Patrick Peyton, CEO of Despatch Industries, was on the phone from Shanghai this week, describing the transformation of his century-old company that started out making heaters for streetcars and commercial kitchen ovens.

Five years ago, Despatch was battling the technology bust as revenue slid from a peak of $75 million in 2000. The company was selling fewer high-test curing ovens for the pharmaceutical and semiconductor industries. Despatch had sold its flagship northeast Minneapolis operations center, shuttered a California plant, frozen pay and consolidated into its newer, larger Lakeville facility.

"We hit the downturn of 2001-03 like every other capital equipment manufacturer," Peyton said. "But we invested in time with our customers. ... We found out what they wanted, and we helped them design a technology road map for when they were ready to invest.

"And that led us from being a product-focused to a market-focused company in the 'clean-tech' and the solar business. And this business is fantastic."

Exports have gone from 10 percent to about 75 percent of revenue, primarily to China, where solar heating modules are assembled, and to Germany, another big player in the solar power business.
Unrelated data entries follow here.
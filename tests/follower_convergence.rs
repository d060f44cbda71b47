//! Configuration follower convergence tests.
//!
//! A follower that bootstraps from a snapshot and then tails changes must end
//! up holding exactly what the responder's store holds, whatever mix of
//! writes, compactions and resnapshots happens in between.

use std::collections::BTreeMap;
use std::sync::Arc;

use async_trait::async_trait;
use proptest::prelude::*;
use strata::constants::MAX_KEY_SIZE;
use strata::follower::CompactionPolicy;
use strata::follower::ConfigClassSet;
use strata::follower::ConfigConsumer;
use strata::follower::ConfigFollowerInterface;
use strata::follower::ConfigFollowerService;
use strata::follower::ConsumerConfig;
use strata::follower::FollowerError;
use strata::follower::GetChangesRequest;
use strata::follower::GetSnapshotAndChangesRequest;
use strata::follower::KnobCache;
use strata::follower::KnobKey;
use strata::follower::KnobValue;
use strata::follower::LocalTransport;
use strata::follower::ServiceConfig;
use strata::follower::knobs::set_knob;
use strata::kv::ChangeSink;
use strata::kv::KeyRange;
use strata::kv::MemoryVersionedStore;
use strata::kv::Mutation;
use strata::kv::StoreError;
use strata::kv::Transaction;
use strata::kv::Version;
use strata::kv::VersionedMutations;
use strata::kv::VersionedStore;
use tokio::sync::Mutex;
use uuid::Uuid;

/// Mirrors every key it is sent.
#[derive(Default)]
struct Mirror {
    data: Mutex<BTreeMap<Vec<u8>, Vec<u8>>>,
}

#[async_trait]
impl ChangeSink for Mirror {
    fn name(&self) -> &str {
        "mirror"
    }

    async fn apply_snapshot(&self, _version: Version, snapshot: &BTreeMap<Vec<u8>, Vec<u8>>) {
        *self.data.lock().await = snapshot.clone();
    }

    async fn apply_changes(&self, changes: &[VersionedMutations]) {
        let mut data = self.data.lock().await;
        for batch in changes {
            for mutation in &batch.mutations {
                match mutation {
                    Mutation::Set { key, value } => {
                        data.insert(key.clone(), value.clone());
                    }
                    Mutation::Clear { key } => {
                        data.remove(key);
                    }
                }
            }
        }
    }
}

async fn serve(
    store: Arc<MemoryVersionedStore>,
    policy: CompactionPolicy,
) -> (Arc<ConfigFollowerService<MemoryVersionedStore>>, Arc<LocalTransport>) {
    let transport = LocalTransport::new("responder");
    let service = Arc::new(ConfigFollowerService::new(store, ServiceConfig {
        compaction_policy: policy,
        ..Default::default()
    }));
    let mut served = ConfigFollowerInterface::new();
    served.setup_well_known_endpoints();
    served.register(&*transport, service.clone()).await.unwrap();
    (service, transport)
}

fn consumer(transport: Arc<LocalTransport>, config: ConsumerConfig) -> ConfigConsumer<LocalTransport> {
    ConfigConsumer::new(ConfigFollowerInterface::with_remote("responder"), transport, config)
}

async fn write(store: &MemoryVersionedStore, key: &[u8], value: Option<&[u8]>) -> Version {
    let mut tx = Transaction::begin(store).await.unwrap();
    match value {
        Some(value) => tx.set(key, value).unwrap(),
        None => tx.clear(key).unwrap(),
    }
    tx.commit().await.unwrap()
}

/// Every stored key, with no upper bound short of the key size limit.
async fn store_contents(store: &MemoryVersionedStore) -> BTreeMap<Vec<u8>, Vec<u8>> {
    let version = store.read_version().await.unwrap();
    let everything = KeyRange::new(Vec::new(), vec![0xFF; MAX_KEY_SIZE as usize + 1]);
    store
        .get_range(&everything, version, 10_000)
        .await
        .unwrap()
        .into_iter()
        .map(|kv| (kv.key, kv.value))
        .collect()
}

#[tokio::test]
async fn test_changes_below_floor_fall_back_to_snapshot() {
    let store = MemoryVersionedStore::new();
    let (service, _transport) = serve(store.clone(), CompactionPolicy::ForceResnapshot).await;
    for i in 0..12u8 {
        write(&store, &[b'k', i % 4], Some(&[i])).await;
    }
    assert_eq!(store.compact(10).await.unwrap(), 10);

    let consumer_id = Uuid::new_v4();
    let err = service
        .get_changes(GetChangesRequest {
            consumer_id,
            last_seen_version: 5,
            config_classes: None,
        })
        .await
        .unwrap_err();
    assert!(matches!(err, FollowerError::VersionTooOld { version: 5, oldest: 10 }));

    let reply = service
        .get_snapshot_and_changes(GetSnapshotAndChangesRequest {
            consumer_id,
            config_classes: None,
        })
        .await
        .unwrap();
    assert_eq!(reply.snapshot_version, 10);
    assert_eq!(reply.end_version(), 12);
    assert_eq!(reply.most_recent_version, 12);
}

#[tokio::test]
async fn test_consumer_recovers_from_compaction() {
    let store = MemoryVersionedStore::new();
    let (_service, transport) = serve(store.clone(), CompactionPolicy::ForceResnapshot).await;
    let mirror = Arc::new(Mirror::default());
    let mut consumer = consumer(transport, ConsumerConfig::default());
    consumer.add_sink(mirror.clone());

    for i in 0..5u8 {
        write(&store, &[b'a', i], Some(b"v")).await;
    }
    assert_eq!(consumer.sync_once().await.unwrap(), 5);

    for i in 0..7u8 {
        write(&store, &[b'b', i], Some(b"w")).await;
    }
    write(&store, &[b'a', 0], None).await;
    store.compact(10).await.unwrap();

    assert_eq!(consumer.sync_once().await.unwrap(), 13);
    assert_eq!(*mirror.data.lock().await, store_contents(&store).await);
}

#[tokio::test]
async fn test_tailing_and_bootstrapping_followers_agree() {
    let store = MemoryVersionedStore::new();
    let (_service, transport) = serve(store.clone(), CompactionPolicy::ForceResnapshot).await;
    let tailing_mirror = Arc::new(Mirror::default());
    let mut tailing = consumer(transport.clone(), ConsumerConfig::default());
    tailing.add_sink(tailing_mirror.clone());

    write(&store, b"a", Some(b"1")).await;
    tailing.sync_once().await.unwrap();

    // The reserved keyspace never reaches the store, so it cannot reach
    // tailing followers while snapshots skip it.
    let mut tx = Transaction::begin(&*store).await.unwrap();
    assert_eq!(tx.set(b"\xff\xffx", b"2").unwrap_err(), StoreError::ReservedKey);
    write(&store, b"\xff/system", Some(b"3")).await;
    let latest = tailing.sync_once().await.unwrap();
    store.compact(latest).await.unwrap();

    let bootstrapped_mirror = Arc::new(Mirror::default());
    let mut bootstrapped = consumer(transport, ConsumerConfig::default());
    bootstrapped.add_sink(bootstrapped_mirror.clone());
    assert_eq!(bootstrapped.sync_once().await.unwrap(), latest);

    let expected = store_contents(&store).await;
    assert_eq!(expected.len(), 2);
    assert_eq!(*tailing_mirror.data.lock().await, expected);
    assert_eq!(*bootstrapped_mirror.data.lock().await, expected);
}

#[tokio::test]
async fn test_class_filtered_knobs() {
    let store = MemoryVersionedStore::new();
    let (_service, transport) = serve(store.clone(), CompactionPolicy::HoldForActiveFollowers).await;
    let classes: ConfigClassSet = ["storage"].into_iter().collect();
    let knobs = Arc::new(KnobCache::new());
    let mut consumer = consumer(transport, ConsumerConfig {
        config_classes: Some(classes.clone()),
        ..Default::default()
    });
    consumer.add_sink(knobs.clone());

    let mut tx = Transaction::begin(&*store).await.unwrap();
    set_knob(&mut tx, &KnobKey::global("cache_mb"), &KnobValue::Int(16)).unwrap();
    set_knob(&mut tx, &KnobKey::scoped("storage", "cache_mb"), &KnobValue::Int(64)).unwrap();
    set_knob(&mut tx, &KnobKey::scoped("proxy", "cache_mb"), &KnobValue::Int(8)).unwrap();
    tx.commit().await.unwrap();
    consumer.sync_once().await.unwrap();

    assert_eq!(knobs.effective(&classes, "cache_mb").await, Some(KnobValue::Int(64)));
    assert_eq!(knobs.get(&KnobKey::scoped("proxy", "cache_mb")).await, None);
    assert_eq!(knobs.get(&KnobKey::global("cache_mb")).await, Some(KnobValue::Int(16)));

    // Later class-scoped writes are filtered the same way.
    let mut tx = Transaction::begin(&*store).await.unwrap();
    set_knob(&mut tx, &KnobKey::scoped("proxy", "threads"), &KnobValue::Int(2)).unwrap();
    set_knob(&mut tx, &KnobKey::scoped("storage", "threads"), &KnobValue::Int(4)).unwrap();
    tx.commit().await.unwrap();
    consumer.sync_once().await.unwrap();

    assert_eq!(knobs.effective(&classes, "threads").await, Some(KnobValue::Int(4)));
    assert_eq!(knobs.get(&KnobKey::scoped("proxy", "threads")).await, None);
}

#[derive(Debug, Clone)]
enum Step {
    Write { key: u8, value: Option<u8> },
    Sync,
    ConsumerCompact,
    StoreCompact { behind_latest: u8 },
}

fn step_strategy() -> impl Strategy<Value = Step> {
    prop_oneof![
        4 => (0u8..8, proptest::option::of(any::<u8>())).prop_map(|(key, value)| Step::Write { key, value }),
        2 => Just(Step::Sync),
        1 => Just(Step::ConsumerCompact),
        1 => (0u8..4).prop_map(|behind_latest| Step::StoreCompact { behind_latest }),
    ]
}

proptest! {
    #![proptest_config(ProptestConfig::with_cases(32))]
    #[test]
    fn test_follower_converges(steps in prop::collection::vec(step_strategy(), 1..60)) {
        // Property: after a final sync the follower mirrors the store exactly.
        let rt = tokio::runtime::Runtime::new().unwrap();
        rt.block_on(async {
            let store = MemoryVersionedStore::new();
            let (_service, transport) = serve(store.clone(), CompactionPolicy::ForceResnapshot).await;
            let mirror = Arc::new(Mirror::default());
            let mut consumer = consumer(transport, ConsumerConfig::default());
            consumer.add_sink(mirror.clone());

            for step in &steps {
                match step {
                    Step::Write { key, value } => {
                        // Half the keys land in the system keyspace.
                        let first = if *key < 4 { b'k' } else { 0xFF };
                        write(&store, &[first, *key], value.as_ref().map(std::slice::from_ref)).await;
                    }
                    Step::Sync => {
                        let version = consumer.sync_once().await.unwrap();
                        prop_assert_eq!(version, store.read_version().await.unwrap());
                    }
                    Step::ConsumerCompact => {
                        if let Some(floor) = consumer.compact().await.unwrap() {
                            prop_assert!(floor <= store.read_version().await.unwrap());
                        }
                    }
                    Step::StoreCompact { behind_latest } => {
                        let latest = store.read_version().await.unwrap();
                        store.compact(latest.saturating_sub(u64::from(*behind_latest))).await.unwrap();
                    }
                }
            }

            let version = consumer.sync_once().await.unwrap();
            prop_assert_eq!(version, store.read_version().await.unwrap());
            prop_assert_eq!(mirror.data.lock().await.clone(), store_contents(&store).await);
            Ok(())
        })?;
    }
}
Sales have grown 26 percent annually since 2004.

Despatch has increased employment by a third, to more than 300 people, and this year will sell more than $100 million worth of thermal-processing products to the solar energy industry, primarily photovoltaic cell manufacturers and the carbon-fiber industry, which makes ultra-strong and lightweight next-generation aircraft and vehicle components.

The company also will continue to serve the semiconductor and medical industries.
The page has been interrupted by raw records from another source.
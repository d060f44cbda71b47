//! Knob keyspace and class filtering.
//!
//! Knobs live under [`KNOB_SUBSPACE`] keyed by the tuple `(class, name)`,
//! where `class` is null for global knobs. Values are postcard-encoded
//! [`KnobValue`]s.

use std::collections::BTreeMap;

use async_trait::async_trait;
use serde::Deserialize;
use serde::Serialize;
use strata_constants::follower::KNOB_SUBSPACE;
use strata_kv::ChangeSink;
use strata_kv::Mutation;
use strata_kv::Transaction;
use strata_kv::Version;
use strata_kv::VersionedMutations;
use strata_kv::VersionedStore;
use strata_layer::Element;
use strata_layer::Subspace;
use strata_layer::Tuple;
use tokio::sync::RwLock;
use tracing::debug;
use tracing::warn;

use crate::class_set::ConfigClassSet;
use crate::error::FollowerError;

/// A typed knob value.
#[derive(Debug, Clone, PartialEq, Serialize, Deserialize)]
pub enum KnobValue {
    Int(i64),
    Bool(bool),
    Double(f64),
    String(String),
    Bytes(Vec<u8>),
}

impl KnobValue {
    pub fn encode(&self) -> Result<Vec<u8>, FollowerError> {
        postcard::to_allocvec(self).map_err(|e| FollowerError::Codec {
            reason: format!("knob value: {e}"),
        })
    }

    pub fn decode(bytes: &[u8]) -> Result<Self, FollowerError> {
        postcard::from_bytes(bytes).map_err(|e| FollowerError::Codec {
            reason: format!("knob value: {e}"),
        })
    }
}

/// Identity of one knob: optional class scope plus name.
#[derive(Debug, Clone, PartialEq, Eq, PartialOrd, Ord, Hash)]
pub struct KnobKey {
    /// `None` for global knobs.
    pub config_class: Option<Vec<u8>>,
    pub name: String,
}

impl KnobKey {
    pub fn global(name: impl Into<String>) -> Self {
        Self {
            config_class: None,
            name: name.into(),
        }
    }

    pub fn scoped(config_class: impl Into<Vec<u8>>, name: impl Into<String>) -> Self {
        Self {
            config_class: Some(config_class.into()),
            name: name.into(),
        }
    }

    /// Storage key under the knob subspace.
    pub fn pack(&self) -> Vec<u8> {
        let tuple = Tuple::new().push(self.config_class.clone()).push(self.name.as_str());
        knob_subspace().pack(&tuple)
    }

    /// Parse a storage key. Returns `Ok(None)` for keys outside the knob
    /// subspace.
    pub fn unpack(key: &[u8]) -> Result<Option<Self>, FollowerError> {
        let subspace = knob_subspace();
        if !subspace.contains(key) {
            return Ok(None);
        }
        let tuple = subspace.unpack(key).map_err(|e| FollowerError::Codec {
            reason: format!("knob key: {e}"),
        })?;
        let config_class = match tuple.get(0) {
            Some(Element::Null) => None,
            Some(Element::Bytes(class)) => Some(class.clone()),
            _ => {
                return Err(FollowerError::Codec {
                    reason: "knob key: class must be null or bytes".to_string(),
                });
            }
        };
        let name = tuple.get(1).and_then(Element::as_str).ok_or_else(|| FollowerError::Codec {
            reason: "knob key: missing name".to_string(),
        })?;
        if tuple.len() != 2 {
            return Err(FollowerError::Codec {
                reason: format!("knob key: expected 2 elements, got {}", tuple.len()),
            });
        }
        Ok(Some(Self {
            config_class,
            name: name.to_string(),
        }))
    }
}

/// The knob subspace.
pub fn knob_subspace() -> Subspace {
    Subspace::from_bytes(KNOB_SUBSPACE)
}

/// Write a knob inside `tx`.
pub fn set_knob<S: VersionedStore + ?Sized>(
    tx: &mut Transaction<'_, S>,
    key: &KnobKey,
    value: &KnobValue,
) -> Result<(), FollowerError> {
    tx.set(&key.pack(), &value.encode()?).map_err(FollowerError::from)
}

/// Clear a knob inside `tx`.
pub fn clear_knob<S: VersionedStore + ?Sized>(tx: &mut Transaction<'_, S>, key: &KnobKey) -> Result<(), FollowerError> {
    tx.clear(&key.pack()).map_err(FollowerError::from)
}

/// Whether `key` passes the class filter.
///
/// With no filter every key passes. Otherwise class-scoped knobs pass only
/// when their class is in the set; global knobs and keys outside the knob
/// subspace always pass. Undecodable knob keys pass so the follower sees them.
pub fn key_passes(classes: Option<&ConfigClassSet>, key: &[u8]) -> bool {
    let Some(classes) = classes else {
        return true;
    };
    match KnobKey::unpack(key) {
        Ok(Some(KnobKey {
            config_class: Some(class),
            ..
        })) => classes.contains(&class),
        _ => true,
    }
}

/// Drop filtered keys from a snapshot.
pub fn filter_snapshot(classes: Option<&ConfigClassSet>, snapshot: &mut BTreeMap<Vec<u8>, Vec<u8>>) {
    if classes.is_some() {
        snapshot.retain(|key, _| key_passes(classes, key));
    }
}

/// Drop filtered mutations from change batches. Batches left empty are kept
/// so the follower still observes the version.
pub fn filter_changes(classes: Option<&ConfigClassSet>, changes: &mut [VersionedMutations]) {
    if classes.is_none() {
        return;
    }
    for batch in changes {
        batch.mutations.retain(|m| key_passes(classes, m.key()));
    }
}

// ============================================================================
// Knob cache
// ============================================================================

#[derive(Default)]
struct KnobState {
    version: Version,
    knobs: BTreeMap<KnobKey, KnobValue>,
}

/// Latest view of all knobs a follower receives.
#[derive(Default)]
pub struct KnobCache {
    state: RwLock<KnobState>,
}

impl KnobCache {
    pub fn new() -> Self {
        Self::default()
    }

    /// Version of the last applied snapshot or batch.
    pub async fn version(&self) -> Version {
        self.state.read().await.version
    }

    pub async fn get(&self, key: &KnobKey) -> Option<KnobValue> {
        self.state.read().await.knobs.get(key).cloned()
    }

    /// Value of `name` as seen by a member of `classes`: the first matching
    /// class-scoped value in class order, else the global value.
    pub async fn effective(&self, classes: &ConfigClassSet, name: &str) -> Option<KnobValue> {
        let state = self.state.read().await;
        for class in classes.iter() {
            if let Some(value) = state.knobs.get(&KnobKey::scoped(class, name)) {
                return Some(value.clone());
            }
        }
        state.knobs.get(&KnobKey::global(name)).cloned()
    }

    pub async fn all(&self) -> BTreeMap<KnobKey, KnobValue> {
        self.state.read().await.knobs.clone()
    }
}

fn apply_knob_mutation(knobs: &mut BTreeMap<KnobKey, KnobValue>, mutation: &Mutation) {
    let key = match KnobKey::unpack(mutation.key()) {
        Ok(Some(key)) => key,
        Ok(None) => return,
        Err(e) => {
            warn!(error = %e, "skipping undecodable knob key");
            return;
        }
    };
    match mutation {
        Mutation::Set { value, .. } => match KnobValue::decode(value) {
            Ok(value) => {
                knobs.insert(key, value);
            }
            Err(e) => {
                warn!(knob = %key.name, error = %e, "skipping undecodable knob value");
                knobs.remove(&key);
            }
        },
        Mutation::Clear { .. } => {
            knobs.remove(&key);
        }
    }
}

#[async_trait]
impl ChangeSink for KnobCache {
    fn name(&self) -> &str {
        "knob-cache"
    }

    async fn apply_snapshot(&self, version: Version, snapshot: &BTreeMap<Vec<u8>, Vec<u8>>) {
        let mut knobs = BTreeMap::new();
        for (key, value) in snapshot.range(knob_subspace().raw_range().0..) {
            if !knob_subspace().contains(key) {
                break;
            }
            let mutation = Mutation::Set {
                key: key.clone(),
                value: value.clone(),
            };
            apply_knob_mutation(&mut knobs, &mutation);
        }
        debug!(version, knobs = knobs.len(), "knob cache loaded snapshot");
        *self.state.write().await = KnobState { version, knobs };
    }

    async fn apply_changes(&self, changes: &[VersionedMutations]) {
        let mut state = self.state.write().await;
        for batch in changes {
            if batch.version <= state.version {
                continue;
            }
            for mutation in &batch.mutations {
                apply_knob_mutation(&mut state.knobs, mutation);
            }
            state.version = batch.version;
        }
    }
}

#[cfg(test)]
mod tests {
    use strata_kv::MemoryVersionedStore;

    use super::*;

    #[test]
    fn test_knob_key_layout() {
        let key = KnobKey::scoped("storage", "cache_size").pack();
        assert!(key.starts_with(b"\xff/knobs/"));
        assert_eq!(KnobKey::unpack(&key).unwrap(), Some(KnobKey::scoped("storage", "cache_size")));

        let global = KnobKey::global("log_level").pack();
        assert_eq!(KnobKey::unpack(&global).unwrap(), Some(KnobKey::global("log_level")));
        assert_eq!(KnobKey::unpack(b"\xff/tenantMap/alpha").unwrap(), None);
    }

    #[test]
    fn test_malformed_knob_key() {
        let bad = knob_subspace().pack(&Tuple::new().push(7i64).push("x"));
        assert!(matches!(KnobKey::unpack(&bad), Err(FollowerError::Codec { .. })));
        let short = knob_subspace().pack(&Tuple::new().push(()));
        assert!(matches!(KnobKey::unpack(&short), Err(FollowerError::Codec { .. })));
    }

    #[test]
    fn test_filter() {
        let classes: ConfigClassSet = ["storage"].into_iter().collect();
        let storage = KnobKey::scoped("storage", "a").pack();
        let proxy = KnobKey::scoped("proxy", "a").pack();
        let global = KnobKey::global("a").pack();

        assert!(key_passes(Some(&classes), &storage));
        assert!(!key_passes(Some(&classes), &proxy));
        assert!(key_passes(Some(&classes), &global));
        assert!(key_passes(Some(&classes), b"\xff/tenantMap/alpha"));
        assert!(key_passes(None, &proxy));

        let mut changes = vec![VersionedMutations {
            version: 3,
            mutations: vec![
                Mutation::Clear { key: proxy.clone() },
                Mutation::Clear { key: storage.clone() },
            ],
        }];
        filter_changes(Some(&classes), &mut changes);
        assert_eq!(changes[0].mutations, vec![Mutation::Clear { key: storage }]);
    }

    #[test]
    fn test_value_encoding() {
        for value in [
            KnobValue::Int(-4),
            KnobValue::Bool(true),
            KnobValue::Double(0.5),
            KnobValue::String("x".into()),
            KnobValue::Bytes(vec![0, 255]),
        ] {
            assert_eq!(KnobValue::decode(&value.encode().unwrap()).unwrap(), value);
        }
        assert!(KnobValue::decode(&[0xff, 0xff]).is_err());
    }

    #[tokio::test]
    async fn test_cache_effective_value() {
        let store = MemoryVersionedStore::new();
        let mut tx = Transaction::begin(&*store).await.unwrap();
        set_knob(&mut tx, &KnobKey::global("threads"), &KnobValue::Int(4)).unwrap();
        set_knob(&mut tx, &KnobKey::scoped("storage", "threads"), &KnobValue::Int(16)).unwrap();
        let version = tx.commit().await.unwrap();

        let mut snapshot = BTreeMap::new();
        for kv in store.get_range(&strata_kv::KeyRange::subspace(&knob_subspace()), version, 100).await.unwrap() {
            snapshot.insert(kv.key, kv.value);
        }
        let cache = KnobCache::new();
        cache.apply_snapshot(version, &snapshot).await;

        let storage: ConfigClassSet = ["storage"].into_iter().collect();
        let proxy: ConfigClassSet = ["proxy"].into_iter().collect();
        assert_eq!(cache.effective(&storage, "threads").await, Some(KnobValue::Int(16)));
        assert_eq!(cache.effective(&proxy, "threads").await, Some(KnobValue::Int(4)));

        cache
            .apply_changes(&[VersionedMutations {
                version: version + 1,
                mutations: vec![Mutation::Clear {
                    key: KnobKey::scoped("storage", "threads").pack(),
                }],
            }])
            .await;
        assert_eq!(cache.effective(&storage, "threads").await, Some(KnobValue::Int(4)));
        assert_eq!(cache.version().await, version + 1);
    }

    proptest::proptest! {
        #[test]
        fn test_filter_matches_class_membership(
            class in proptest::option::of(proptest::collection::vec(0u8..4, 1..3)),
            followed in proptest::collection::btree_set(proptest::collection::vec(0u8..4, 1..3), 0..4),
            name in "[a-z_]{1,12}",
        ) {
            let classes: ConfigClassSet = followed.iter().cloned().collect();
            let key = KnobKey { config_class: class.clone(), name }.pack();
            let expected = class.as_ref().is_none_or(|c| followed.contains(c));
            proptest::prop_assert_eq!(key_passes(Some(&classes), &key), expected);
            proptest::prop_assert!(key_passes(None, &key));
        }

        #[test]
        fn test_global_knobs_sort_before_scoped(
            class in proptest::collection::vec(proptest::num::u8::ANY, 0..4),
            global_name in "[a-z_]{1,12}",
            scoped_name in "[a-z_]{1,12}",
        ) {
            let global = KnobKey::global(global_name).pack();
            let scoped = KnobKey::scoped(class, scoped_name).pack();
            proptest::prop_assert!(global < scoped);
        }
    }
}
"We produce a [solar cell] firing furnace and we have the No. 1 worldwide share, a key process step in the manufacture of solar cells," Peyton said. "We have sold 80 firing furnaces in Europe and 135 in China [since 2005]."
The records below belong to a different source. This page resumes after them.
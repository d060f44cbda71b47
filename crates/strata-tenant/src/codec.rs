//! Tenant id to key prefix mapping.
//!
//! A tenant id is a non-negative `i64`. Its prefix is the 8-byte big-endian
//! encoding, so prefixes of non-negative ids sort in id order.

use std::fmt;

use strata_constants::TENANT_PREFIX_SIZE;

use crate::error::TenantError;

/// Tenant identifier. Valid ids are non-negative.
#[derive(Debug, Clone, Copy, PartialEq, Eq, Hash, PartialOrd, Ord)]
pub struct TenantId(pub i64);

impl TenantId {
    /// Sentinel id of an entry that has not been assigned one.
    pub const UNASSIGNED: TenantId = TenantId(-1);

    /// True for ids that can own a prefix.
    pub fn is_assigned(self) -> bool {
        self.0 >= 0
    }

    /// The id as a raw integer.
    pub fn get(self) -> i64 {
        self.0
    }
}

impl fmt::Display for TenantId {
    fn fmt(&self, f: &mut fmt::Formatter<'_>) -> fmt::Result {
        write!(f, "{}", self.0)
    }
}

impl From<i64> for TenantId {
    fn from(id: i64) -> Self {
        TenantId(id)
    }
}

/// Encode an id as its 8-byte prefix.
pub fn id_to_prefix(id: TenantId) -> [u8; TENANT_PREFIX_SIZE] {
    id.0.to_be_bytes()
}

/// Decode an 8-byte prefix back into a tenant id.
pub fn prefix_to_id(prefix: &[u8]) -> Result<TenantId, TenantError> {
    let bytes: [u8; TENANT_PREFIX_SIZE] = prefix.try_into().map_err(|_| TenantError::MalformedPrefix {
        reason: format!("expected {TENANT_PREFIX_SIZE} bytes, got {}", prefix.len()),
    })?;
    let id = i64::from_be_bytes(bytes);
    if id < 0 {
        return Err(TenantError::MalformedPrefix {
            reason: format!("decoded negative id {id}"),
        });
    }
    Ok(TenantId(id))
}

/// Owning tenant of a key stored under `tenant_subspace ++ prefix ++ ...`.
pub fn key_prefix_to_id(tenant_subspace: &[u8], key: &[u8]) -> Result<TenantId, TenantError> {
    let rest = key.strip_prefix(tenant_subspace).ok_or_else(|| TenantError::MalformedPrefix {
        reason: "key is outside the tenant subspace".to_string(),
    })?;
    let prefix = rest.get(..TENANT_PREFIX_SIZE).ok_or_else(|| TenantError::MalformedPrefix {
        reason: format!("key has {} bytes after the tenant subspace", rest.len()),
    })?;
    prefix_to_id(prefix)
}

/// Value codec of the `last_tenant_id` counter: the same 8-byte encoding as
/// tenant prefixes.
#[derive(Debug, Clone, Copy, Default)]
pub struct TenantIdCodec;

impl TenantIdCodec {
    pub fn pack(id: TenantId) -> Vec<u8> {
        id_to_prefix(id).to_vec()
    }

    pub fn unpack(value: &[u8]) -> Result<TenantId, TenantError> {
        prefix_to_id(value)
    }
}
Customers include Q Cells and Conergy, both of Germany, and China-based Trina and Jingao.

"These are the top solar cell manufacturers who make the most efficient cells," Peyton said. "Ninety-five percent of all the solar cells produced in China are being exported. They haven't even begun using alternative energy in China. When the Chinese government starts getting behind solar, and it will for pollution and efficiency reasons ... well, the growth of the solar market over the next three years will make the last three seem anemic."

Similarly, new and refurbished aircraft plants around the globe are making next-generation airliners out of carbon-fiber composites, which are stronger and lighter than aluminum skins, making them much more fuel-efficient.

"We're doing business with eight of the top 10 carbon-fiber manufacturers in the world, installing equipment in Spain, Taiwan, Japan and North America," Peyton said. "We're in the perfect storm of solar and carbon-fiber business that's going nuts."

Lighter airplanes means less fuel and fewer emissions.

The base cost of a Despatch solar cell cooker ranges from $250,000 to $1.2 million. A carbon-fiber oxidation oven runs $8 million to $10 million.

This week, Despatch hired a veteran industrialist and director of trade development at the Minnesota Trade Office as director of global sales operations. Matthew Abbott, who held sales management positions in the medical-technology industry before joining state government in 2001, came to know Despatch as it expanded internationally and participated in a state-sponsored trade mission to China in 2005.

These are tough times in the Minnesota economy, particularly in financial services, real estate and retail. It's good to see a fast-growing manufacturer prosper through global markets, in green technology.

And exports of manufactured goods are a bright spot in an otherwise bleak Minnesota economy lately.

Minnesota's manufactured exports reached a record $4.3 billion in the fourth quarter of 2007 -- 14.5 percent ahead of the same period a year earlier, according to the most recent data from the state Department of Employment and Economic Development (DEED). The state outpaced the U.S. export market, which expanded 12.1 percent in the quarter. Germany and China are two of Minnesota's top five export destinations. The five-year devaluation of the dollar has lessened America's buying power but has made U.S. products more attractive to foreign buyers. That's been good for Despatch. Peyton says he's content to manufacture everything in high-cost Minnesota.

"We may have to put a test facility outside the country, but I will not move manufacturing out of Lakeville and Minnesota," Peyton said. "And we have about a dozen contract-manufacturing partners in Minnesota who have added dozens of jobs for us. I can't match the work ethic and the quality in our factory or that of our Minnesota partners. We're fortunate. It's the best in the world.

"My role is to ensure that the employees can innovate and not be punished for mistakes. I mean we are constantly bending the laws of physics. You need people to keep trying. ... Outside the U.S., you don't see the innovative gene."

Peyton might get some arguments there. But he's put his money where his mouth is.

In November, the veteran CEO and insurance broker Jim Hays and several other minority partners paid an unspecified sum to buy Despatch from the Christianson family that hired Peyton and had owned the company since 1971.